Mahasiswa adalah agen pembawa perubahan. Sejak pertama saya masuk, kalimat itu yang terus menerus saya dengar. Sejak Ospek mindset itu yang berusaha ditanamkan. Mulai dari teriakan terikaan, pemaparan masalah, dan arahan untuk melakukan sebuah kritisi terus dikenalkan. Dalam sebuah proses, kita dibentuk menjadi sebuah mesin kritik bagi pendapat seseorang.

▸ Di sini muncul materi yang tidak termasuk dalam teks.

//! Plain-text rendering of page snapshots.

use fintra_core::{AccountTotals, BudgetProgress, Workspace, WorkspaceId};
use fintra_sync::{
    AccountsSnapshot, AnalyticsSnapshot, BudgetingSnapshot, DashboardSnapshot, EmiSnapshot,
    GoalsSnapshot, MembersSnapshot, PageError, PageState, TransactionsSnapshot,
};
use std::io::{self, Write};

pub fn workspaces<W: Write>(
    list: &[Workspace],
    current: Option<WorkspaceId>,
    out: &mut W,
) -> io::Result<()> {
    if list.is_empty() {
        return writeln!(out, "No workspaces");
    }
    for ws in list {
        let marker = if Some(ws.id) == current { "*" } else { " " };
        writeln!(
            out,
            "{marker} {}  {} ({}, {})",
            ws.id,
            ws.name,
            ws.workspace_type.as_db_str(),
            ws.role.as_db_str()
        )?;
    }
    Ok(())
}

/// Notes printed under a page: stale fetch errors and mutation banners.
pub fn status<S, W: Write>(state: &PageState<S>, out: &mut W) -> io::Result<()> {
    if let Some(PageError::Stale(message)) = &state.fetch_error {
        writeln!(out, "! showing older data: {message}")?;
    }
    if let Some(banner) = &state.banner {
        writeln!(out, "! {}", banner.message)?;
    }
    Ok(())
}

fn totals<W: Write>(totals: &AccountTotals, out: &mut W) -> io::Result<()> {
    writeln!(
        out,
        "Assets {:.2}  Liabilities {:.2}  Net worth {:.2}",
        totals.assets,
        totals.liabilities,
        totals.net_worth()
    )
}

fn progress<W: Write>(rows: &[BudgetProgress], out: &mut W) -> io::Result<()> {
    for row in rows {
        let flag = if row.is_over_budget() { " over" } else { "" };
        writeln!(
            out,
            "  {:<24} {:>10.2} / {:>10.2}{flag}",
            row.category, row.spent, row.budgeted
        )?;
    }
    Ok(())
}

pub fn dashboard<W: Write>(snapshot: &DashboardSnapshot, out: &mut W) -> io::Result<()> {
    totals(&snapshot.totals(), out)?;
    writeln!(out, "Accounts")?;
    for account in &snapshot.accounts {
        writeln!(out, "  {:<24} {:>12.2}", account.name, account.balance)?;
    }
    writeln!(out, "Recent expenses")?;
    for expense in snapshot.expenses.iter().take(10) {
        writeln!(
            out,
            "  {}  {:<24} {:>10.2}  {}",
            expense.date, expense.title, expense.amount, expense.category
        )?;
    }
    writeln!(out, "Goals")?;
    for goal in &snapshot.goals {
        writeln!(
            out,
            "  {:<24} {:>10.2} / {:>10.2}  {}",
            goal.title,
            goal.current_amount,
            goal.target_amount,
            goal.status.as_db_str()
        )?;
    }
    Ok(())
}

pub fn accounts<W: Write>(snapshot: &AccountsSnapshot, out: &mut W) -> io::Result<()> {
    totals(&snapshot.totals(), out)?;
    let income = snapshot.monthly_income();
    for account in &snapshot.accounts {
        let monthly = income.get(&account.id).copied().unwrap_or(0.0);
        writeln!(
            out,
            "  {}  {:<24} {:<12} {:>12.2}  +{monthly:.2}/mo",
            account.id, account.name, account.account_type, account.balance
        )?;
    }
    Ok(())
}

pub fn transactions<W: Write>(snapshot: &TransactionsSnapshot, out: &mut W) -> io::Result<()> {
    writeln!(out, "Expenses")?;
    for expense in &snapshot.expenses {
        writeln!(
            out,
            "  {}  {}  {:<24} {:>10.2}",
            expense.id, expense.date, expense.title, expense.amount
        )?;
    }
    writeln!(out, "Top-ups")?;
    for top_up in &snapshot.top_ups {
        writeln!(
            out,
            "  {}  {}  {:<24} {:>10.2}",
            top_up.id,
            top_up.topup_time.date_naive(),
            top_up.name,
            top_up.amount
        )?;
    }
    Ok(())
}

pub fn goals<W: Write>(snapshot: &GoalsSnapshot, out: &mut W) -> io::Result<()> {
    for goal in &snapshot.goals {
        writeln!(
            out,
            "  {:<24} {:>10.2} / {:>10.2}  due {}  {} payments",
            goal.title,
            goal.current_amount,
            goal.target_amount,
            goal.target_date,
            goal.goal_payments.len()
        )?;
    }
    Ok(())
}

pub fn emis<W: Write>(snapshot: &EmiSnapshot, out: &mut W) -> io::Result<()> {
    for emi in &snapshot.emis {
        writeln!(
            out,
            "  {:<24} {:>10.2}/mo  day {:>2}  {} paid",
            emi.name,
            emi.monthly_payment,
            emi.due_date_of_month,
            emi.emi_payments.len()
        )?;
    }
    Ok(())
}

pub fn analytics<W: Write>(snapshot: &AnalyticsSnapshot, out: &mut W) -> io::Result<()> {
    writeln!(out, "Spending by category")?;
    for (category, amount) in snapshot.spending_by_category() {
        writeln!(out, "  {category:<24} {amount:>10.2}")?;
    }
    writeln!(out, "Top items")?;
    for item in snapshot.top_items().iter().take(10) {
        writeln!(
            out,
            "  {:<24} x{:<4} {:>10.2}",
            item.name, item.total_quantity, item.total_spent
        )?;
    }
    if let Some(last) = snapshot.net_worth_history.last() {
        writeln!(out, "Net worth on {}: {:.2}", last.snapshot_date, last.net_worth)?;
    }
    Ok(())
}

pub fn budgeting<W: Write>(snapshot: &BudgetingSnapshot, out: &mut W) -> io::Result<()> {
    writeln!(out, "Budgets for {}-{:02}", snapshot.period.year, snapshot.period.month)?;
    progress(&snapshot.progress(), out)?;
    writeln!(out, "Predicted")?;
    progress(&snapshot.predicted_progress(), out)
}

pub fn members<W: Write>(snapshot: &MembersSnapshot, out: &mut W) -> io::Result<()> {
    if snapshot.members.is_empty() {
        return writeln!(out, "No members (personal workspace)");
    }
    for member in &snapshot.members {
        writeln!(
            out,
            "  {}  {:<24} {}",
            member.id,
            member.display_name,
            member.role.as_db_str()
        )?;
    }
    Ok(())
}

Pernah saya dengar dari perkataan seseorang yang dianggap dewa yaitu "yang penting beda dulu, kalo alesan nanti gampang" ditambah dengan senyum sinisnya. Apakah disitu letak perubahannya? Apakah itu akan menafikkan kebenaran dengan sebuah rasionalisasi?
Ada gula pasti ada semut. Setiap aksi pasti ada sebuah reaksi. Semua tindakan yang diterapkan kepada mahasiswa baru berimbas pada karakter generasi tersebut. Dibiasakan dengan berpendapat tanpa ada tujuan sebagai "solutor", dilatih untuk menciptakan konflik tanpa adanya tujuan membangun, membuat mental yang tercipta adalah mental "knalpot bobokan" (wis seru, mbriski, asep tok, bantere juga ora sepiraha).
Turut prihatin sebenarnya, mereka yang seharusnya merubah bangsa ini menjadi maju malah hanya bisa berbicara tanpa adanya aksi nyata. Beberapa hari ini, berapa orang datang kepada saya dan berkata "aku bingung soal ini" dan "aku nggak bisa soal itu". Aneh, mereka tahu apa yang mereka tidak mampu lakukan, tetapi mereka tidak belajar. Mereka tahu apa yang mereka tidak tahu, tapi mereka tidak berusaha mencarinya. Hanya sebatas kata kata mungkin sudah memberikan kepuasan. Sebagian hanya mengatakan ingin berubah, namun ya hanya formalitas saja. Sebuah renungan bagi kita semua, karena bertindak jauh lebih sulit dari pada berbicara. Tuhan menciptakan sepasang tangan sepasang kaki dan satu mulut, membuktikan bahwa kita diciptakan untuk lebih banyak bertindak daripada berbicara.
Indonesia butuh perubah, bukan pembawa perubahan (ngomong tok).
Kalo mau belajar ya lakukan, buakn katakan!